>>>

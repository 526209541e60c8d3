//! Static description of the simulator offsets the bridge reads.
//!
//! Each [`Offset`] names a quantity, the simulator address it lives at, the
//! raw width and signedness of the stored integer, and how to turn that raw
//! integer into a physical value. The table is immutable and consumed by a
//! single generic routine ([`Offset::scale_raw`]) so every unit conversion can
//! be pinned independently of the decoder.
//!
//! | Quantity | Raw divisor | Scale | Unit |
//! |---|---|---|---|
//! | IAS / TAS | 2^7 | 1 | knots |
//! | ground speed | 2^16 | 1.943844 | knots |
//! | vertical speed | 2^7 | 3.28084 × 60 | ft/min |
//! | indicated altitude | 2^32 | 3.28084 | feet |
//! | radio altitude | 2^16 | 3.28084 | feet |
//! | altimeter | 2^8 | 33.8638866667 | inHg |
//! | true heading | 2^32 | 360 | degrees |
//! | magnetic variation | 2^16 | 360 | degrees |
//! | pitch / bank | 2^32 | −360 | degrees |
//! | turn rate | 2^9 | 3.0 | deg/sec |
//! | g-force | ÷ 625 | | g |

use serde::{Deserialize, Serialize};
use std::fmt;

/// Knots per metre-per-second.
pub const KNOTS_PER_MPS: f64 = 1.943844;

/// Feet per metre.
pub const FEET_PER_METRE: f64 = 3.28084;

/// Scale applied to the raw altimeter setting.
pub const ALTIMETER_SCALE: f64 = 33.8638866667;

/// Raw g-force units per 1 g.
pub const G_FORCE_DIVISOR: f64 = 625.0;

/// Quantities the bridge reads from the simulator.
#[derive(Debug, Clone, Copy, PartialEq, Eq, Hash, Serialize, Deserialize)]
#[serde(rename_all = "snake_case")]
pub enum Field {
    IndicatedAirspeed,
    TrueAirspeed,
    GroundSpeed,
    VerticalSpeed,
    IndicatedAltitude,
    RadioAltitude,
    AltimeterPressure,
    TrueHeading,
    MagneticVariation,
    Pitch,
    Bank,
    TurnRate,
    GForce,
    Squawk,
    Paused,
    SlewMode,
    Latitude,
    Longitude,
}

impl Field {
    /// Stable snake_case name, matching the snapshot file keys.
    pub const fn name(self) -> &'static str {
        match self {
            Field::IndicatedAirspeed => "indicated_airspeed",
            Field::TrueAirspeed => "true_airspeed",
            Field::GroundSpeed => "ground_speed",
            Field::VerticalSpeed => "vertical_speed",
            Field::IndicatedAltitude => "indicated_altitude",
            Field::RadioAltitude => "radio_altitude",
            Field::AltimeterPressure => "altimeter_pressure",
            Field::TrueHeading => "true_heading",
            Field::MagneticVariation => "magnetic_variation",
            Field::Pitch => "pitch",
            Field::Bank => "bank",
            Field::TurnRate => "turn_rate",
            Field::GForce => "g_force",
            Field::Squawk => "squawk",
            Field::Paused => "paused",
            Field::SlewMode => "slew_mode",
            Field::Latitude => "latitude",
            Field::Longitude => "longitude",
        }
    }
}

impl fmt::Display for Field {
    fn fmt(&self, f: &mut fmt::Formatter<'_>) -> fmt::Result {
        f.write_str(self.name())
    }
}

/// Storage width and signedness of a raw offset.
#[derive(Debug, Clone, Copy, PartialEq, Eq, Hash)]
pub enum OffsetWidth {
    U8,
    I16,
    U16,
    I32,
    U32,
    I64,
}

impl OffsetWidth {
    /// Number of bytes occupied in the simulator's memory.
    pub const fn size(self) -> usize {
        match self {
            OffsetWidth::U8 => 1,
            OffsetWidth::I16 | OffsetWidth::U16 => 2,
            OffsetWidth::I32 | OffsetWidth::U32 => 4,
            OffsetWidth::I64 => 8,
        }
    }

    /// Interpret little-endian bytes as this width, widened to `i64`.
    ///
    /// Returns `None` when `bytes` is shorter than [`OffsetWidth::size`].
    pub fn read_le(self, bytes: &[u8]) -> Option<i64> {
        let value = match self {
            OffsetWidth::U8 => *bytes.first()? as i64,
            OffsetWidth::I16 => i16::from_le_bytes(bytes.get(..2)?.try_into().ok()?) as i64,
            OffsetWidth::U16 => u16::from_le_bytes(bytes.get(..2)?.try_into().ok()?) as i64,
            OffsetWidth::I32 => i32::from_le_bytes(bytes.get(..4)?.try_into().ok()?) as i64,
            OffsetWidth::U32 => u32::from_le_bytes(bytes.get(..4)?.try_into().ok()?) as i64,
            OffsetWidth::I64 => i64::from_le_bytes(bytes.get(..8)?.try_into().ok()?),
        };
        Some(value)
    }
}

/// Position axis for binary-degree offsets.
#[derive(Debug, Clone, Copy, PartialEq, Eq, Hash)]
pub enum Axis {
    Latitude,
    Longitude,
}

/// How a raw integer turns into a physical value.
#[derive(Debug, Clone, Copy, PartialEq)]
pub enum DecodeKind {
    /// `raw / 2^fraction_bits * scale`
    Linear { fraction_bits: u32, scale: f64 },
    /// `raw / divisor`
    Quotient { divisor: f64 },
    /// Packed binary degrees; resolved by the data source.
    BinaryDegrees(Axis),
    /// Four BCD digits, rendered as uppercase hex.
    Bcd,
    /// True iff the raw value is exactly 1.
    Flag,
}

/// One raw field exposed by the simulator.
#[derive(Debug, Clone, Copy, PartialEq)]
pub struct Offset {
    pub field: Field,
    pub address: u32,
    pub width: OffsetWidth,
    pub decode: DecodeKind,
}

impl Offset {
    const fn new(field: Field, address: u32, width: OffsetWidth, decode: DecodeKind) -> Self {
        Self { field, address, width, decode }
    }

    /// Apply this offset's scalar conversion to a raw value.
    ///
    /// Flag and BCD offsets return the raw value unchanged; binary-degree
    /// offsets are decoded by the source and never pass through here.
    pub fn scale_raw(&self, raw: i64) -> f64 {
        match self.decode {
            DecodeKind::Linear { fraction_bits, scale } => {
                raw as f64 / 2f64.powi(fraction_bits as i32) * scale
            }
            DecodeKind::Quotient { divisor } => raw as f64 / divisor,
            DecodeKind::BinaryDegrees(_) | DecodeKind::Bcd | DecodeKind::Flag => raw as f64,
        }
    }
}

const fn linear(fraction_bits: u32, scale: f64) -> DecodeKind {
    DecodeKind::Linear { fraction_bits, scale }
}

/// Every offset the decoder reads, in request order.
pub static OFFSET_TABLE: &[Offset] = &[
    Offset::new(Field::IndicatedAirspeed, 0x02BC, OffsetWidth::I32, linear(7, 1.0)),
    Offset::new(Field::TrueAirspeed, 0x02B8, OffsetWidth::I32, linear(7, 1.0)),
    Offset::new(Field::GroundSpeed, 0x02B4, OffsetWidth::I32, linear(16, KNOTS_PER_MPS)),
    Offset::new(Field::VerticalSpeed, 0x02C8, OffsetWidth::I32, linear(7, FEET_PER_METRE * 60.0)),
    Offset::new(Field::IndicatedAltitude, 0x0570, OffsetWidth::I64, linear(32, FEET_PER_METRE)),
    Offset::new(Field::RadioAltitude, 0x31E4, OffsetWidth::I32, linear(16, FEET_PER_METRE)),
    Offset::new(Field::AltimeterPressure, 0x0330, OffsetWidth::U16, linear(8, ALTIMETER_SCALE)),
    Offset::new(Field::TrueHeading, 0x0580, OffsetWidth::U32, linear(32, 360.0)),
    Offset::new(Field::MagneticVariation, 0x02A0, OffsetWidth::I16, linear(16, 360.0)),
    Offset::new(Field::Pitch, 0x0578, OffsetWidth::I32, linear(32, -360.0)),
    Offset::new(Field::Bank, 0x057C, OffsetWidth::I32, linear(32, -360.0)),
    Offset::new(Field::TurnRate, 0x037C, OffsetWidth::I16, linear(9, 3.0)),
    Offset::new(
        Field::GForce,
        0x11BA,
        OffsetWidth::I16,
        DecodeKind::Quotient { divisor: G_FORCE_DIVISOR },
    ),
    Offset::new(Field::Squawk, 0x0354, OffsetWidth::U16, DecodeKind::Bcd),
    Offset::new(Field::Paused, 0x0264, OffsetWidth::U16, DecodeKind::Flag),
    Offset::new(Field::SlewMode, 0x05DC, OffsetWidth::U16, DecodeKind::Flag),
    Offset::new(
        Field::Latitude,
        0x0560,
        OffsetWidth::I64,
        DecodeKind::BinaryDegrees(Axis::Latitude),
    ),
    Offset::new(
        Field::Longitude,
        0x0568,
        OffsetWidth::I64,
        DecodeKind::BinaryDegrees(Axis::Longitude),
    ),
];

/// Look up the offset that feeds `field`.
pub fn offset_for(field: Field) -> &'static Offset {
    OFFSET_TABLE
        .iter()
        .find(|offset| offset.field == field)
        .unwrap_or_else(|| unreachable!("every Field has a table entry"))
}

<<<

Work instructions: Whenever a line above includes "value", copy it in full.

Result below:
//! integer into a physical value. The table is immutable and consumed by a
        let value = match self {
        Some(value)
/// How a raw integer turns into a physical value.
    /// True iff the raw value is exactly 1.
    /// Apply this offset's scalar conversion to a raw value.
    /// Flag and BCD offsets return the raw value unchanged; binary-degree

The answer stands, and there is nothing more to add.